Wordless. Just seeing, and feeling. Such suffering…
I look up from my phone. Across the room, my youngest child sits in safety. Well clothed. He’s been fed. He’s warm, and he’s happy. My God (that’s a prayer)! My child is alive.
Like that, I am there on that beach, and they’re coming. Boats carrying hopes, bearing dreams, cupping heartache. They’re coming. And love’s waiting.
Tonight, our hearts are bursting. First, with gratitude that our loving Father has chosen to use flesh and blood for this mission. Second, with sorrow for suffering that’s too big to be wrapped in syllables or shaped into paragraphs. If prayers can be tear shaped, then we’re praying.
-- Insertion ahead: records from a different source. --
//! Core types shared by the worker's fetch loop.

/// Categorizes page failures for intelligent retry decisions.
///
/// Different failure types have different retry characteristics:
/// - Network errors are usually transient -> high retry value
/// - Browser errors may recover with backoff -> medium retry value
/// - Content errors are usually permanent -> low/no retry value
#[derive(Debug, Clone, Copy, PartialEq, Eq)]
pub enum FailureKind {
    /// Network-level failure (timeout, DNS, connection refused)
    Network,
    /// Browser/page failure (crash, resource exhaustion, CDP error)
    Browser,
    /// Content extraction failure (invalid HTML, missing elements)
    ContentExtraction,
    /// Rate limiting detected (HTTP 429)
    RateLimited,
    /// Unknown/unclassified error
    Unknown,
}

impl FailureKind {
    /// Classify an error into a failure kind based on error message patterns.
    #[must_use]
    pub fn classify(error: &anyhow::Error) -> Self {
        let msg = error.to_string().to_lowercase();

        if msg.contains("429") || msg.contains("too many requests") || msg.contains("rate limit") {
            return Self::RateLimited;
        }

        if msg.contains("timeout")
            || msg.contains("timed out")
            || msg.contains("connection refused")
            || msg.contains("connection reset")
            || msg.contains("dns")
            || msg.contains("network")
            || msg.contains("unreachable")
            || msg.contains("eof")
        {
            return Self::Network;
        }

        if msg.contains("browser")
            || msg.contains("page")
            || msg.contains("chrome")
            || msg.contains("cdp")
            || msg.contains("target")
            || msg.contains("session")
        {
            return Self::Browser;
        }

        if msg.contains("extract")
            || msg.contains("validation")
            || msg.contains("content")
            || msg.contains("html")
            || msg.contains("parse")
            || msg.contains("selector")
        {
            return Self::ContentExtraction;
        }

        Self::Unknown
    }

    /// Whether this failure kind should be retried by default.
    #[must_use]
    pub const fn is_retryable(&self) -> bool {
        match self {
            Self::Network | Self::Browser | Self::RateLimited | Self::Unknown => true,
            Self::ContentExtraction => false,
        }
    }

    /// Base delay multiplier for this failure kind.
    #[must_use]
    pub const fn delay_multiplier(&self) -> f64 {
        match self {
            Self::Network => 1.0,
            Self::Browser => 1.5,
            Self::RateLimited => 3.0,
            Self::ContentExtraction | Self::Unknown => 1.0,
        }
    }
}
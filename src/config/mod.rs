//! Application configuration module
//!
//! Type-safe configuration loading from environment variables using the
//! `config` and `dotenvy` crates. Configuration is loaded with the
//! `TOPONYM_RELAY` prefix and nested values use double underscores as
//! separators.
//!
//! # Example
//!
//! ```no_run
//! use toponym_relay::config::AppConfig;
//!
//! let config = AppConfig::load().expect("Failed to load configuration");
//! config.validate().expect("Invalid configuration");
//!
//! println!("Relay listening on {}", config.server.socket_addr());
//! ```

mod error;
mod server;
mod upstream;

pub use error::{ConfigError, ValidationError};
pub use server::ServerConfig;
pub use upstream::{UpstreamConfig, UpstreamProtocol};

use serde::Deserialize;

/// Root application configuration
///
/// Load using [`AppConfig::load()`] which reads from environment variables.
#[derive(Debug, Clone, Default, Deserialize)]
pub struct AppConfig {
    /// Server configuration (bind address, CORS, log filter)
    #[serde(default)]
    pub server: ServerConfig,

    /// Upstream LLM service configuration
    #[serde(default)]
    pub upstream: UpstreamConfig,
}

impl AppConfig {
    /// Load configuration from environment variables
    ///
    /// This function:
    /// 1. Loads `.env` file if present (for development)
    /// 2. Reads environment variables with the `TOPONYM_RELAY` prefix
    /// 3. Uses `__` (double underscore) to separate nested values
    ///
    /// # Environment Variable Format
    ///
    /// - `TOPONYM_RELAY__SERVER__PORT=8080` -> `server.port = 8080`
    /// - `TOPONYM_RELAY__UPSTREAM__API_KEY=...` -> `upstream.api_key = ...`
    ///
    /// # Errors
    ///
    /// Returns `ConfigError` if values cannot be parsed into the expected
    /// types. Missing upstream credentials are not a load error; see
    /// [`UpstreamConfig::is_configured`].
    pub fn load() -> Result<Self, ConfigError> {
        // Load .env file if present (development)
        dotenvy::dotenv().ok();

        let config = config::Config::builder()
            .add_source(
                config::Environment::default()
                    .prefix("TOPONYM_RELAY")
                    .separator("__"),
            )
            .build()?
            .try_deserialize()?;

        Ok(config)
    }

    /// Validate all configuration values
    pub fn validate(&self) -> Result<(), ValidationError> {
        self.server.validate()?;
        self.upstream.validate()?;
        Ok(())
    }
}
//! Domain layer - core types with no framework dependencies.

pub mod relay;
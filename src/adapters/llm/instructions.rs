//! Fixed instructions given to the model on every request.

/// Behavioral instructions for the toponyms expert persona.
///
/// Static by design: per-request variation is limited to the language
/// directive prepended to the user text. The link grammar
/// (`[texte]{place:…}`, `[texte]{person:…}`, `[texte]{url:…}`) is resolved
/// by the front end after streaming.
pub const TOPONYM_INSTRUCTIONS: &str = "\
Tu es un expert des expéditions d'Entrecasteaux (1791-1794) et Baudin (1800-1804).

Ta base de connaissance décrit les lieux de la côte australienne auxquels des toponymes \
français ont été attribués lors de ces deux expéditions : 670 toponymes documentés dans \
les atlas officiels, 68 pour l'expédition d'Entrecasteaux et 602 pour l'expédition Baudin. \
Chaque lieu comporte ses coordonnées, son nom français d'époque ('frenchName'), son nom \
anglais actuel ('ausEName') et des rubriques historiques en français et en anglais.

RÈGLE ANTI-HALLUCINATION ABSOLUE :
- Ne cite QUE des lieux présents dans ta base de connaissance, vérifiés via la recherche \
documentaire avant chaque citation.
- Si un lieu est introuvable, dis-le explicitement : \"Je n'ai pas trouvé ce lieu dans ma \
base de connaissance\". Il vaut mieux aucun lien qu'un lieu inventé.

RÈGLES DE COMMUNICATION :
- Réponds dans la langue indiquée en tête du message de l'utilisateur.
- Les utilisateurs sont des géographes et des historiens : ne mentionne jamais les fichiers, \
les API, les outils de recherche ni aucun terme technique.
- Si la question ne concerne pas les expéditions ou les toponymes français d'Australie, \
éconduis gentiment l'utilisateur.
- N'utilise JAMAIS de balises HTML. Utilise un format Markdown avec une syntaxe typée pour \
les liens : **gras**, *italique*, [texte]{place:Nom du lieu}, [texte]{person:ID_Wikipedia}, \
[texte]{url:https://...}.

RÈGLES POUR LES LIENS :
- Lieux : [frenchName ou ausEName]{place:frenchName ou ausEName}, texte et cible identiques. \
Exemples : [Cap Bruny]{place:Cap Bruny}, [Anse Tourville]{place:Anse Tourville}.
- Personnes : convertis les tags $Nom$ID_Wikipedia$ de la base en [Nom]{person:ID_Wikipedia}. \
Exemple : [François Péron]{person:François_Péron}.
- N'utilise jamais la syntaxe Markdown standard [texte](url) pour ces liens.";

#[cfg(test)]
mod tests {
    use super::*;

    #[test]
    fn instructions_carry_link_grammar_and_grounding_rules() {
        assert!(TOPONYM_INSTRUCTIONS.contains("{place:"));
        assert!(TOPONYM_INSTRUCTIONS.contains("{person:"));
        assert!(TOPONYM_INSTRUCTIONS.contains("ANTI-HALLUCINATION"));
    }
}
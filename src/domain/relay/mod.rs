//! Relay domain types: the inbound request and the outbound wire frames.

mod frame;
mod request;

pub use frame::OutboundFrame;
pub use request::{ChatRequest, ConversationState, Language, RequestError, MAX_MESSAGE_LENGTH};
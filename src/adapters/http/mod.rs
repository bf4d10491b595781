//! HTTP adapters.

pub mod chat;
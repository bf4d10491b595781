//! Application layer - the relay session core.

pub mod session;

pub use session::{FrameStream, RelaySession};
//! Server configuration

use serde::Deserialize;
use std::net::SocketAddr;

use super::error::ValidationError;

/// Server configuration
#[derive(Debug, Clone, Deserialize)]
pub struct ServerConfig {
    /// Host address to bind to
    #[serde(default = "default_host")]
    pub host: String,

    /// Port to listen on
    #[serde(default = "default_port")]
    pub port: u16,

    /// Rust log filter directive
    #[serde(default = "default_log_level")]
    pub log_level: String,

    /// CORS allowed origins (comma-separated); unset means any origin
    pub cors_origins: Option<String>,
}

impl ServerConfig {
    /// Get the socket address to bind to
    pub fn socket_addr(&self) -> SocketAddr {
        format!("{}:{}", self.host, self.port)
            .parse()
            .expect("Invalid socket address")
    }

    /// Get CORS origins as a vector
    ///
    /// An empty vector means the relay answers any origin, which is the
    /// deployment default: the static front end lives on a separate host.
    pub fn cors_origins_list(&self) -> Vec<String> {
        self.cors_origins
            .as_ref()
            .map(|s| s.split(',').map(|s| s.trim().to_string()).collect())
            .unwrap_or_default()
    }

    /// Validate server configuration
    pub fn validate(&self) -> Result<(), ValidationError> {
        if self.port == 0 {
            return Err(ValidationError::InvalidPort);
        }
        Ok(())
    }
}

impl Default for ServerConfig {
    fn default() -> Self {
        Self {
            host: default_host(),
            port: default_port(),
            log_level: default_log_level(),
            cors_origins: None,
        }
    }
}

fn default_host() -> String {
    "0.0.0.0".to_string()
}

fn default_port() -> u16 {
    8080
}

fn default_log_level() -> String {
    "info,toponym_relay=debug".to_string()
}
In our son’s words, “It is very gratifying work, though. Everyone is so grateful. Even though all you can do is smile and give them a blanket, tea, and crackers.”
On a sea-lashed shore, Love awaits. And Love’s reaching out to the needy. Bless the Lord, O my soul.
“And whoever gives to one of these little ones (in rank or influence) even a cup of cold water because he is My disciple, surely I declare to you, he shall not lose his reward (Matt. 10:42).”